In Case 1, a limited sigmoidoscopy was performed and she was misdiagnosed as having inflammatory bowel disease. Endoscopic forceps biopsy has revealed characteristic histopathological features of angiodysplasia in only 31% to 60% of specimens.10 Angiodysplasia is infrequently detected by visual inspection of the serosal side of the bowel wall.11 In 1 of 39 adult cases (2.6%), the diagnosis was made during surgical exploration, and 14 (35.8%) of these individuals underwent 21 non-diagnostic surgeries prior to their evaluation. A conservative approach to hemodynamically stable patients is recommended as bleeding ceases spontaneously in the majority of the cases (as in Case 2 and 3). Gastric and duodenal angiodysplastic lesions are managed with endoscopic obliteration techniques. In one study, the blood replacement requirements for a group of 13 patients decreased by 50% with 4 patients requiring no further transfusion.12 Endoscopic laser photocoagulation is a successful modality in controlling bleeding from colonic angiodysplasia. However, complications occur in as many as 15% and are more common when the Nd: Yag Laser (neodymium-doped yttrium aluminium garnet; Nd:Y3Al5O12) is used in the right colon.10 In a pilot study, 14 patients bleeding from angiodysplasia and 4 bleeding from Dieulafoy lesions located in the small bowel observed that endoscopic band ligation achieved hemostasis in a single session in all patients.13

Angiodysplasia that presents with acute hemorrhage can be effectively controlled with embolization, although it is seldom needed, as in our three cases.

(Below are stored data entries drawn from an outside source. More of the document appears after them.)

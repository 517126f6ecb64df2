//! Persisted language-learning progress.
//!
//! Field names follow the JSON the tutor model reads and writes, so the
//! structs serialize directly into prompt blueprints.

use chrono::{DateTime, Utc};
use serde::{Deserialize, Serialize};
use std::collections::BTreeMap;

use crate::lenient;
use crate::settings::DEFAULT_KNOWN_LANG;

/// Schema tag; anything else on disk is discarded.
pub const LEARNER_STATE_VERSION: &str = "1.1";

/// Starting level for a language the learner has never practiced
pub const INITIAL_LEVEL: f64 = 0.1;

/// Longest key takeaway kept in lesson history (in characters)
pub const TAKEAWAY_MAX_CHARS: usize = 100;

/// Canonical form for language names: trimmed, lowercase.
pub fn normalize_lang(name: &str) -> String {
    name.trim().to_lowercase()
}

#[derive(Debug, Clone, PartialEq, Eq, thiserror::Error)]
pub enum LessonConfigError {
    #[error("a language name is missing")]
    EmptyLanguage,
    #[error("input and output language are both '{0}'")]
    SameLanguage(String),
    #[error("'{learn}' is neither the input nor the output language")]
    LearnNotInPair { learn: String },
}

/// The language triple of one lesson.
///
/// Only constructible through [`LessonConfig::new`], so every value upholds
/// `input_lang != output_lang` and `learn_lang ∈ {input_lang, output_lang}`.
#[derive(Debug, Clone, PartialEq, Eq, Serialize)]
pub struct LessonConfig {
    learn_lang: String,
    input_lang: String,
    output_lang: String,
}

impl LessonConfig {
    pub fn new(learn_lang: &str, input_lang: &str, output_lang: &str) -> Result<Self, LessonConfigError> {
        let learn_lang = normalize_lang(learn_lang);
        let input_lang = normalize_lang(input_lang);
        let output_lang = normalize_lang(output_lang);

        if learn_lang.is_empty() || input_lang.is_empty() || output_lang.is_empty() {
            return Err(LessonConfigError::EmptyLanguage);
        }
        if input_lang == output_lang {
            return Err(LessonConfigError::SameLanguage(input_lang));
        }
        if learn_lang != input_lang && learn_lang != output_lang {
            return Err(LessonConfigError::LearnNotInPair { learn: learn_lang });
        }

        Ok(Self {
            learn_lang,
            input_lang,
            output_lang,
        })
    }

    pub fn learn_lang(&self) -> &str {
        &self.learn_lang
    }

    pub fn input_lang(&self) -> &str {
        &self.input_lang
    }

    pub fn output_lang(&self) -> &str {
        &self.output_lang
    }

    /// "input-output", as stored in lesson history
    pub fn lang_pair(&self) -> String {
        format!("{}-{}", self.input_lang, self.output_lang)
    }
}

#[derive(Debug, Clone, PartialEq, Serialize, Deserialize)]
pub struct UserPreferences {
    #[serde(default)]
    pub default_input_lang: Option<String>,
    #[serde(default)]
    pub default_output_lang: Option<String>,
    #[serde(default)]
    pub last_learn_lang: Option<String>,
    #[serde(default)]
    pub last_input_lang: Option<String>,
    #[serde(default)]
    pub last_output_lang: Option<String>,
}

impl UserPreferences {
    fn for_known_lang(known_lang: &str) -> Self {
        Self {
            default_input_lang: None,
            default_output_lang: Some(normalize_lang(known_lang)),
            last_learn_lang: None,
            last_input_lang: None,
            last_output_lang: None,
        }
    }
}

impl Default for UserPreferences {
    fn default() -> Self {
        Self::for_known_lang(DEFAULT_KNOWN_LANG)
    }
}

/// Progress metrics for one language
#[derive(Debug, Clone, PartialEq, Serialize, Deserialize)]
pub struct Proficiency {
    /// 0.0 (beginner) to 1.0 (fluent)
    #[serde(default, deserialize_with = "lenient::f64_or_zero")]
    pub level: f64,
    #[serde(default, deserialize_with = "lenient::datetime_or_none")]
    pub last_practiced_utc: Option<DateTime<Utc>>,
    #[serde(default, deserialize_with = "lenient::string_list")]
    pub strengths: Vec<String>,
    #[serde(default, deserialize_with = "lenient::string_list")]
    pub weaknesses: Vec<String>,
    #[serde(default, deserialize_with = "lenient::u32_or_zero")]
    pub correct_streak_session: u32,
    /// 0.0 to 1.0
    #[serde(default, deserialize_with = "lenient::f64_or_zero")]
    pub overall_accuracy_estimate: f64,
}

impl Default for Proficiency {
    fn default() -> Self {
        Self {
            level: INITIAL_LEVEL,
            last_practiced_utc: None,
            strengths: Vec::new(),
            weaknesses: Vec::new(),
            correct_streak_session: 0,
            overall_accuracy_estimate: 0.0,
        }
    }
}

impl Proficiency {
    /// Clamp level and accuracy into [0, 1] and drop duplicate list entries.
    pub fn sanitized(mut self) -> Self {
        self.level = if self.level.is_finite() {
            self.level.clamp(0.0, 1.0)
        } else {
            0.0
        };
        self.overall_accuracy_estimate = lenient::normalize_fraction(self.overall_accuracy_estimate);
        dedup_preserving_order(&mut self.strengths);
        dedup_preserving_order(&mut self.weaknesses);
        self
    }
}

fn dedup_preserving_order(items: &mut Vec<String>) {
    let mut seen: Vec<String> = Vec::with_capacity(items.len());
    items.retain(|item| {
        let key = item.trim().to_lowercase();
        if seen.contains(&key) {
            false
        } else {
            seen.push(key);
            true
        }
    });
}

/// One condensed entry in the learner's lesson history
#[derive(Debug, Clone, PartialEq, Serialize, Deserialize)]
pub struct LessonRecord {
    pub date_utc: DateTime<Utc>,
    /// "input-output"
    pub lang_pair: String,
    pub learn_lang: String,
    pub key_takeaway: String,
    #[serde(default)]
    pub exercise_count: usize,
}

#[derive(Debug, Clone, PartialEq, Serialize, Deserialize)]
pub struct LessonInteraction {
    pub original_sentence: String,
    pub user_translation: String,
    pub ai_correction: String,
    pub ai_advice: String,
}

/// Scratch area for the lesson in progress
#[derive(Debug, Clone, Default, PartialEq, Serialize, Deserialize)]
pub struct CurrentLesson {
    #[serde(default)]
    pub learn_lang: Option<String>,
    #[serde(default)]
    pub input_lang: Option<String>,
    #[serde(default)]
    pub output_lang: Option<String>,
    #[serde(default)]
    pub interactions: Vec<LessonInteraction>,
}

impl CurrentLesson {
    pub fn is_empty(&self) -> bool {
        self.learn_lang.is_none()
            && self.input_lang.is_none()
            && self.output_lang.is_none()
            && self.interactions.is_empty()
    }

    fn for_config(config: &LessonConfig) -> Self {
        Self {
            learn_lang: Some(config.learn_lang().to_string()),
            input_lang: Some(config.input_lang().to_string()),
            output_lang: Some(config.output_lang().to_string()),
            interactions: Vec::new(),
        }
    }
}

/// Everything the app remembers about the learner
#[derive(Debug, Clone, PartialEq, Serialize, Deserialize)]
pub struct LearnerState {
    #[serde(default)]
    pub version: String,
    #[serde(default)]
    pub user_preferences: UserPreferences,
    #[serde(default)]
    pub language_proficiency: BTreeMap<String, Proficiency>,
    #[serde(default)]
    pub learning_focus: BTreeMap<String, Vec<String>>,
    #[serde(default)]
    pub lesson_history_summary: Vec<LessonRecord>,
    #[serde(default)]
    pub current_lesson_data: CurrentLesson,
}

impl Default for LearnerState {
    fn default() -> Self {
        Self::new(DEFAULT_KNOWN_LANG)
    }
}

impl LearnerState {
    pub fn new(known_lang: &str) -> Self {
        Self {
            version: LEARNER_STATE_VERSION.to_string(),
            user_preferences: UserPreferences::for_known_lang(known_lang),
            language_proficiency: BTreeMap::new(),
            learning_focus: BTreeMap::new(),
            lesson_history_summary: Vec::new(),
            current_lesson_data: CurrentLesson::default(),
        }
    }

    pub fn has_current_version(&self) -> bool {
        self.version == LEARNER_STATE_VERSION
    }

    /// The language triple of the last lesson, if all three parts are known.
    pub fn previous_triple(&self) -> Option<(&str, &str, &str)> {
        let prefs = &self.user_preferences;
        match (
            prefs.last_learn_lang.as_deref(),
            prefs.last_input_lang.as_deref(),
            prefs.last_output_lang.as_deref(),
        ) {
            (Some(learn), Some(input), Some(output)) => Some((learn, input, output)),
            _ => None,
        }
    }

    /// Remember the triple so the next session can offer to continue it.
    pub fn remember_config(&mut self, config: &LessonConfig) {
        let prefs = &mut self.user_preferences;
        prefs.last_learn_lang = Some(config.learn_lang().to_string());
        prefs.last_input_lang = Some(config.input_lang().to_string());
        prefs.last_output_lang = Some(config.output_lang().to_string());
    }

    /// Create proficiency and focus entries for a language on first use.
    pub fn ensure_language(&mut self, lang: &str) {
        self.language_proficiency.entry(lang.to_string()).or_default();
        self.learning_focus.entry(lang.to_string()).or_default();
    }

    pub fn begin_lesson(&mut self, config: &LessonConfig) {
        self.current_lesson_data = CurrentLesson::for_config(config);
    }

    pub fn clear_current_lesson(&mut self) {
        self.current_lesson_data = CurrentLesson::default();
    }

    /// Add a focus topic unless an equivalent one is already listed.
    /// Returns true when the topic was new.
    pub fn add_focus(&mut self, lang: &str, topic: &str) -> bool {
        let topic = topic.trim();
        if topic.is_empty() {
            return false;
        }
        let topics = self.learning_focus.entry(lang.to_string()).or_default();
        if topics.iter().any(|t| t.trim().eq_ignore_ascii_case(topic)) {
            return false;
        }
        topics.push(topic.to_string());
        true
    }

    pub fn record_lesson(&mut self, config: &LessonConfig, takeaway: &str, exercise_count: usize) {
        self.lesson_history_summary.push(LessonRecord {
            date_utc: Utc::now(),
            lang_pair: config.lang_pair(),
            learn_lang: config.learn_lang().to_string(),
            key_takeaway: condense_takeaway(takeaway),
            exercise_count,
        });
    }
}

/// Cut a summary down to a history-sized takeaway.
pub fn condense_takeaway(text: &str) -> String {
    let text = text.trim();
    if text.chars().count() > TAKEAWAY_MAX_CHARS {
        let cut: String = text.chars().take(TAKEAWAY_MAX_CHARS).collect();
        format!("{}...", cut)
    } else {
        text.to_string()
    }
}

Selective infusion of vasopressin is less effective than embolization because of a higher bleeding rate. However, intra-arterial vasopressin can control massive lower gastrointestinal bleeding in 70% to 91% of patients, but bleeding recurs after discontinuation of vasopressin in 22% to 71% of patients.10 Octreotide treatment should be considered in patients with refractory gastrointestinal bleeding due to angiodysplasia, in particular in those who need anticoagulant treatment.14 Octerotide has shown a beneficial response in the long-term management of patients with gastrointestinal angiodysplasia.1516

Colectomy for angiodysplasia is a second-line therapy after endoscopic ablation if endoscopic therapies are not applicable as was the case in our first case, and if life-threatening hemorrhage occurs. In one report, right hemicolectomy resulted in 63% of subjects remaining free of intestinal bleeding for a mean of 3.6 years, and 37% had some degree of recurrent bleeding.12 Re-bleeding after hemicolectomies occurs in 5% to 30%,13 which is much less than with endoscopy technique. In general, the prognosis is favorable because most angiodysplasias spontaneously cease bleeding in more than 90% of cases,16 as in Cases 2 and 3.

In summary, gastrointestinal angiodysplasia is a rare disorder seen in infants and children. In the majority of cases, bleeding stops spontaneously and no further treatment is required. A minority of cases present with moderate-to-severe symptoms needing frequent blood transfusions, and endoscopic and/or surgical intervention may be inevitable.